Condominio

L’aerazione rumorosa può essere un reato

di Valeria Sibilio

I ristoranti sono, da sempre, una delle croci più pesanti nei condomìni: quando si tratta delle immissioni di fumi e odori, e quando invece di rumori causati dall’0attività stessa o dai clienti che vociferano fuori dal locale. Ma sulle canne di aerazione dei ristoranti, dice la Corte di cassazione , non si scherza: il rumore non deve dare disturbo.

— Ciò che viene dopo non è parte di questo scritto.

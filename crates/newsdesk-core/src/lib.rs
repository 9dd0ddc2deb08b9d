//! # Newsdesk Core
//!
//! Client core of the news platform administration desktop.
//!
//! ## Architecture
//!
//! The backend is reached over two transports:
//!
//! - [`api`] - JSON/REST API secured by a bearer credential
//! - [`rpc`] - SOAP user-management service located through its WSDL
//!
//! [`transport`] prefers RPC for user operations and falls back to REST
//! once. [`console::AdminConsole`] is the facade the user interface drives;
//! [`render`] turns raw JSON/XML bodies into highlighted text.
//!
//! ## Modules
//!
//! - [`api`] - REST client, records and write payloads
//! - [`rpc`] - SOAP client
//! - [`transport`] - RPC-first policy with REST fallback
//! - [`console`] - Session and entity operations
//! - [`listing`] - Cached listings and their filters
//! - [`display`] - Render-time formatting for list views
//! - [`render`] - JSON/XML pretty-printing and highlighting

pub mod api;
pub mod console;
pub mod display;
pub mod error;
pub mod listing;
pub mod render;
pub mod rpc;
pub mod session;
pub mod transport;
mod xml;

pub use console::AdminConsole;
pub use error::{AdminError, AdminResult, AuthFailure};
pub use listing::{DashboardStats, Listing, UserStats};
pub use render::{render, Rendered, Segment, Span, Style};
pub use session::{Operator, Session};
//! # Header Component
//!
//! Application header with the operator and transport status.

use dioxus::prelude::*;

use crate::router::Route;
use crate::state::AppState;

/// Application header component.
#[component]
pub fn Header() -> Element {
    let mut state = use_context::<AppState>();
    let nav = use_navigator();
    let rpc = state.console.read().rpc_available();
    let username = state.operator_name().unwrap_or_default();

    let status_class = if rpc {
        "status-indicator connected"
    } else {
        "status-indicator degraded"
    };

    let on_logout = move |_| {
        if state.is_busy() {
            return;
        }
        state.logout();
        nav.replace(Route::Login {});
    };

    rsx! {
        header {
            class: "app-header",

            h1 { "News Platform Administration" }

            div { class: "header-right",
                div {
                    class: "connection-status",
                    title: "Transports used for user management",

                    span {
                        class: "{status_class}",
                    }

                    span {
                        if rpc { "SOAP + REST" } else { "REST only" }
                    }
                }

                div { class: "user-menu",
                    div { class: "user-avatar",
                        "{username.chars().next().unwrap_or('?').to_uppercase()}"
                    }
                    span { class: "username", "{username}" }
                    button {
                        class: "btn-sm btn-ghost",
                        onclick: on_logout,
                        "Logout"
                    }
                }
            }
        }
    }
}
//! # Newsdesk Desktop
//!
//! Native administration client for the news platform backend.
//!
//! ## Architecture
//!
//! All backend work goes through [`newsdesk_core::AdminConsole`]; this crate
//! only renders state and forwards operator actions. Calls run one at a
//! time: while one is in flight a loading overlay is shown and further
//! actions are refused.
//!
//! ## Modules
//!
//! - [`components`] - Layout, overlays and the highlighted code view
//! - [`router`] - Application routes
//! - [`state`] - Global application state
//! - [`views`] - Page-level view components

use dioxus::desktop::{Config, LogicalSize, WindowBuilder};
use dioxus::prelude::*;
use tracing_subscriber::EnvFilter;

mod components;
mod router;
mod state;
mod views;

use router::Route;
use state::AppState;

fn main() {
    let subscriber = tracing_subscriber::fmt()
        .with_env_filter(
            EnvFilter::try_from_default_env().unwrap_or_else(|_| EnvFilter::new("info")),
        )
        .finish();
    tracing::subscriber::set_global_default(subscriber).expect("failed to set tracing subscriber");

    tracing::info!("Starting Newsdesk");

    let cfg = Config::new().with_window(
        WindowBuilder::new()
            .with_title("Newsdesk Administration")
            .with_inner_size(LogicalSize::new(1280.0, 820.0))
            .with_min_inner_size(LogicalSize::new(960.0, 600.0)),
    );

    dioxus::LaunchBuilder::desktop().with_cfg(cfg).launch(App);
}

/// Root application component.
#[component]
fn App() -> Element {
    use_context_provider(AppState::new);

    rsx! {
        document::Stylesheet { href: asset!("/assets/styles.css") }
        Router::<Route> {}
    }
}
//! # Sidebar Component
//!
//! Navigation sidebar for the application.

use dioxus::prelude::*;

use crate::router::Route;

/// Navigation sidebar component.
#[component]
pub fn Sidebar() -> Element {
    rsx! {
        nav {
            class: "sidebar",

            div {
                class: "sidebar-brand",
                "Newsdesk"
            }

            div {
                class: "nav-links",

                Link { to: Route::Dashboard {}, class: "nav-link", "Dashboard" }
                Link { to: Route::Users {}, class: "nav-link", "Users" }
                Link { to: Route::Articles {}, class: "nav-link", "Articles" }
                Link { to: Route::Categories {}, class: "nav-link", "Categories" }
                Link { to: Route::Tokens {}, class: "nav-link", "API Tokens" }
                Link { to: Route::Inspector {}, class: "nav-link", "REST Inspector" }
                Link { to: Route::Settings {}, class: "nav-link", "Settings" }
            }
        }
    }
}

Nel caso preso in esame dalla Cassazione(sentenza 31279/2017), la presenza di un ristorante cinese si è fatta letteralmente “sentire” in tutto il condominio. Una signora, amministratrice unica del locale (un ristorante cinese), è stata condannata dal Tribunale alla pena di 100 euro di ammenda per aver permesso che l’impianto di aerazione del proprio esercizio pubblico superasse il limite differenziale, arrecando disturbo al riposo ed alle occupazioni dei residenti (articolo 659 del Codice penale).

La signora ricorre, perciò, in Cassazione, motivando le sue ragioni con il fatto che il Tribunale avrebbe dovuto ritenere l’attività da lei svolta come “professionale rumorosa”, riconoscendone esclusivamente la violazione amministrativa affrancata dall’illecito penale. Inoltre, nel caso in questione, non sussisterebbe, per la ricorrente, alcuna prova riguardante il disturbo arrecato ai condòmini, non potendosi, sul punto, aver riguardo ad un distinto procedimento proposto, nella sola sede civile, dal condominio.

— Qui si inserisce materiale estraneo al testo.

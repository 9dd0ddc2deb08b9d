//! # Articles View
//!
//! Article management, optionally scoped to one category.

use dioxus::prelude::*;
use newsdesk_core::api::{ArticleDraft, ArticleStatus, Record};
use newsdesk_core::display;

use crate::components::{ConfirmDialog, SearchBar};
use crate::state::AppState;

const STATUSES: [ArticleStatus; 3] = [
    ArticleStatus::Draft,
    ArticleStatus::Published,
    ArticleStatus::Archived,
];

#[derive(Clone, PartialEq)]
struct ArticleRow {
    id: u64,
    title: String,
    category: String,
    author: String,
    status: ArticleStatus,
    status_label: &'static str,
    date: String,
    record: Record,
}

impl From<&Record> for ArticleRow {
    fn from(record: &Record) -> Self {
        Self {
            id: record.id().unwrap_or_default(),
            title: record.text("title"),
            category: record.text("categoryName"),
            author: record.text("authorName"),
            status: ArticleStatus::of(record),
            status_label: display::article_status(record),
            date: display::article_date(record),
            record: record.clone(),
        }
    }
}

/// All articles.
#[component]
pub fn Articles() -> Element {
    rsx! { ArticleList { category: None } }
}

/// Articles filed under one category.
#[component]
pub fn CategoryArticles(name: String) -> Element {
    rsx! { ArticleList { category: Some(name) } }
}

#[component]
fn ArticleList(category: Option<String>) -> Element {
    let state = use_context::<AppState>();
    let query = use_signal(String::new);
    let mut category_filter = use_signal(|| category.clone().unwrap_or_default());
    let mut editing = use_signal(|| Option::<(Option<u64>, ArticleDraft)>::None);
    let mut pending_delete = use_signal(|| Option::<(u64, String)>::None);

    use_effect(move || state.refresh_articles());

    let filter = category_filter();
    let rows: Vec<ArticleRow> = state
        .articles
        .read()
        .filter_articles(&query.read(), (!filter.is_empty()).then_some(filter.as_str()))
        .into_iter()
        .map(ArticleRow::from)
        .collect();
    let category_names: Vec<String> = state
        .categories
        .read()
        .records()
        .iter()
        .map(|c| c.text("name"))
        .collect();

    let set_status = move |id: u64, status: ArticleStatus| {
        state.run(
            "Changing article status",
            move |console| async move { console.set_article_status(id, status).await },
            move |()| state.refresh_articles(),
        );
    };

    let on_delete = move |_: ()| {
        let Some((id, _)) = pending_delete() else {
            return;
        };
        pending_delete.set(None);
        state.run(
            "Deleting article",
            move |console| async move { console.delete_article(id).await },
            move |()| state.refresh_articles(),
        );
    };

    rsx! {
        div { class: "list-view",
            div { class: "view-header",
                h2 {
                    if let Some(name) = category.as_ref() {
                        "Articles in {name}"
                    } else {
                        "Articles"
                    }
                }
                div { class: "toolbar",
                    SearchBar { value: query, placeholder: "Search title, content or author" }
                    select {
                        value: "{filter}",
                        onchange: move |evt| category_filter.set(evt.value()),
                        option { value: "", "All categories" }
                        for name in category_names.iter() {
                            option { value: "{name}", "{name}" }
                        }
                    }
                    button { class: "btn-ghost", onclick: move |_| state.refresh_articles(), "Refresh" }
                    button {
                        class: "btn-primary",
                        onclick: move |_| {
                            let draft = ArticleDraft {
                                category_name: category_filter(),
                                ..ArticleDraft::default()
                            };
                            editing.set(Some((None, draft)));
                        },
                        "+ New Article"
                    }
                }
            }

            table { class: "data-table",
                thead {
                    tr {
                        th { "ID" }
                        th { "Title" }
                        th { "Category" }
                        th { "Author" }
                        th { "Status" }
                        th { "Date" }
                        th { "" }
                    }
                }
                tbody {
                    for row in rows {
                        tr { key: "{row.id}",
                            td { "{row.id}" }
                            td { "{row.title}" }
                            td { "{row.category}" }
                            td { "{row.author}" }
                            td {
                                select {
                                    class: "status-select",
                                    value: "{row.status.as_str()}",
                                    onchange: {
                                        let id = row.id;
                                        move |evt: FormEvent| {
                                            if let Some(status) = ArticleStatus::parse(&evt.value()) {
                                                set_status(id, status);
                                            }
                                        }
                                    },
                                    for status in STATUSES {
                                        option { value: "{status.as_str()}", "{status.as_str()}" }
                                    }
                                }
                                span { class: "text-tertiary", " {row.status_label}" }
                            }
                            td { "{row.date}" }
                            td { class: "row-actions",
                                button {
                                    class: "btn-sm btn-ghost",
                                    onclick: {
                                        let record = row.record.clone();
                                        move |_| editing.set(Some((record.id(), ArticleDraft::from_record(&record))))
                                    },
                                    "Edit"
                                }
                                button {
                                    class: "btn-sm btn-ghost",
                                    onclick: {
                                        let record = row.record.clone();
                                        move |_| editing.set(Some((None, ArticleDraft::duplicate_of(&record))))
                                    },
                                    "Duplicate"
                                }
                                button {
                                    class: "btn-sm btn-danger",
                                    onclick: {
                                        let target = (row.id, row.title.clone());
                                        move |_| pending_delete.set(Some(target.clone()))
                                    },
                                    "Delete"
                                }
                            }
                        }
                    }
                }
            }

            if let Some((id, draft)) = editing() {
                ArticleForm {
                    id: id,
                    draft: draft,
                    categories: category_names.clone(),
                    on_close: move |saved: bool| {
                        editing.set(None);
                        if saved {
                            state.refresh_articles();
                        }
                    },
                }
            }

            if let Some((_, title)) = pending_delete() {
                ConfirmDialog {
                    message: "Delete article '{title}'?",
                    on_confirm: on_delete,
                    on_cancel: move |_| pending_delete.set(None),
                }
            }
        }
    }
}

/// Create/edit form for an article. `id` is `None` when creating.
#[component]
fn ArticleForm(
    id: Option<u64>,
    draft: ArticleDraft,
    categories: Vec<String>,
    on_close: EventHandler<bool>,
) -> Element {
    let state = use_context::<AppState>();
    let mut title = use_signal(|| draft.title.clone());
    let mut summary = use_signal(|| draft.summary.clone());
    let mut content = use_signal(|| draft.content.clone());
    let mut category_name = use_signal(|| draft.category_name.clone());
    let mut status = use_signal(|| draft.status);
    let status_value = status().as_str();

    let on_save = move |_| {
        let draft = ArticleDraft {
            title: title(),
            summary: summary(),
            content: content(),
            category_name: category_name(),
            status: status(),
            author_id: None,
        };
        state.run(
            "Saving article",
            move |console| async move {
                match id {
                    Some(id) => console.update_article(id, &draft).await,
                    None => console.create_article(&draft).await,
                }
            },
            move |_| on_close.call(true),
        );
    };

    rsx! {
        div { class: "modal-backdrop",
            div { class: "modal modal-wide glass-panel",
                h3 { if id.is_some() { "Edit Article" } else { "New Article" } }

                div { class: "form-group",
                    label { "Title" }
                    input { value: "{title}", oninput: move |evt| title.set(evt.value()) }
                }
                div { class: "form-group",
                    label { "Summary" }
                    input { value: "{summary}", oninput: move |evt| summary.set(evt.value()) }
                }
                div { class: "form-group",
                    label { "Content" }
                    textarea {
                        rows: "10",
                        value: "{content}",
                        oninput: move |evt| content.set(evt.value()),
                    }
                }
                div { class: "form-row",
                    div { class: "form-group",
                        label { "Category" }
                        select {
                            value: "{category_name}",
                            onchange: move |evt| category_name.set(evt.value()),
                            option { value: "", "(none)" }
                            for name in categories.iter() {
                                option { value: "{name}", "{name}" }
                            }
                        }
                    }
                    div { class: "form-group",
                        label { "Status" }
                        select {
                            value: "{status_value}",
                            onchange: move |evt| status.set(ArticleStatus::parse(&evt.value()).unwrap_or_default()),
                            for s in STATUSES {
                                option { value: "{s.as_str()}", "{s.as_str()}" }
                            }
                        }
                    }
                }

                div { class: "btn-group",
                    button { class: "btn-primary", onclick: on_save, "Save" }
                    button { class: "btn-ghost", onclick: move |_| on_close.call(false), "Cancel" }
                }
            }
        }
    }
}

La Cassazione, però, dichiara infondato il ricorso in quanto, nel caso in esame, al mero superamento dei limiti differenziali – per i quali è previsto il solo illecito amministrativo – si è aggiunta la violazione legata a qualcosa di diverso e ulteriore rispetto al superamento dei limiti di rumore prevsti dalla legge 447/95. E cioè, appunto, il «disturbo», oggettivamente riscontrato, come violazione prevista nella fattipecie dell’illecito penale (articolo 659).

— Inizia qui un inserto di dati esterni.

//! # Session
//!
//! The authenticated context of the running client.

use std::fmt;

use crate::api::{LoginResponse, Role};

/// Identity of the logged-in operator.
#[derive(Debug, Clone, PartialEq, Eq)]
pub struct Operator {
    /// Username as returned by the backend.
    pub username: String,
    /// Role of the operator.
    pub role: Role,
    /// Numeric user id.
    pub id: u64,
}

/// Bearer credential plus operator identity.
///
/// Exactly one session exists while logged in; it lives only in memory and
/// is dropped on logout.
#[derive(Clone, PartialEq, Eq)]
pub struct Session {
    token: String,
    operator: Operator,
}

impl Session {
    /// Creates a session.
    #[must_use]
    pub fn new(token: impl Into<String>, operator: Operator) -> Self {
        Self {
            token: token.into(),
            operator,
        }
    }

    /// The bearer credential.
    #[must_use]
    pub fn token(&self) -> &str {
        &self.token
    }

    /// The logged-in operator.
    #[must_use]
    pub fn operator(&self) -> &Operator {
        &self.operator
    }

    /// Whether the operator may use the administration client.
    #[must_use]
    pub fn is_admin(&self) -> bool {
        self.operator.role == Role::Admin
    }
}

impl From<LoginResponse> for Session {
    fn from(login: LoginResponse) -> Self {
        Self::new(
            login.token,
            Operator {
                username: login.username,
                role: login.role,
                id: login.user_id,
            },
        )
    }
}

impl fmt::Debug for Session {
    fn fmt(&self, f: &mut fmt::Formatter<'_>) -> fmt::Result {
        f.debug_struct("Session")
            .field("token", &"<redacted>")
            .field("operator", &self.operator)
            .finish()
    }
}

#[cfg(test)]
mod tests {
    use super::*;

    #[test]
    fn test_session_from_login() {
        let session = Session::from(LoginResponse {
            token: "jwt".to_string(),
            username: "admin".to_string(),
            role: Role::Admin,
            user_id: 1,
        });

        assert_eq!(session.token(), "jwt");
        assert_eq!(session.operator().id, 1);
        assert!(session.is_admin());
    }

    #[test]
    fn test_debug_redacts_token() {
        let session = Session::new(
            "secret-jwt",
            Operator {
                username: "ed".to_string(),
                role: Role::Editor,
                id: 2,
            },
        );

        let printed = format!("{session:?}");
        assert!(!printed.contains("secret-jwt"));
        assert!(!session.is_admin());
    }
}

Per i giudici della Cassazione, infatti, l’esercizio pubblico della ricorrente non rientrava nelle attività in sé rumorose e come tale sottoposta al rispetto di specifiche normative in tema di emissioni sonore, ma in una di diversa natura nel corso del quale si è realizzato il disturbo alle occupazioni e al riposo dei condòmini, come si è potuto dedurre dalle rilevazioni e dalle deposizioni presenti nella sentenza impugnata. Dichiarando inammissibile il ricorso, la Corte ha condannato la ricorrente al pagamento delle spese processuali ed alla somma di 2mila euro in favore della Cassa delle ammende.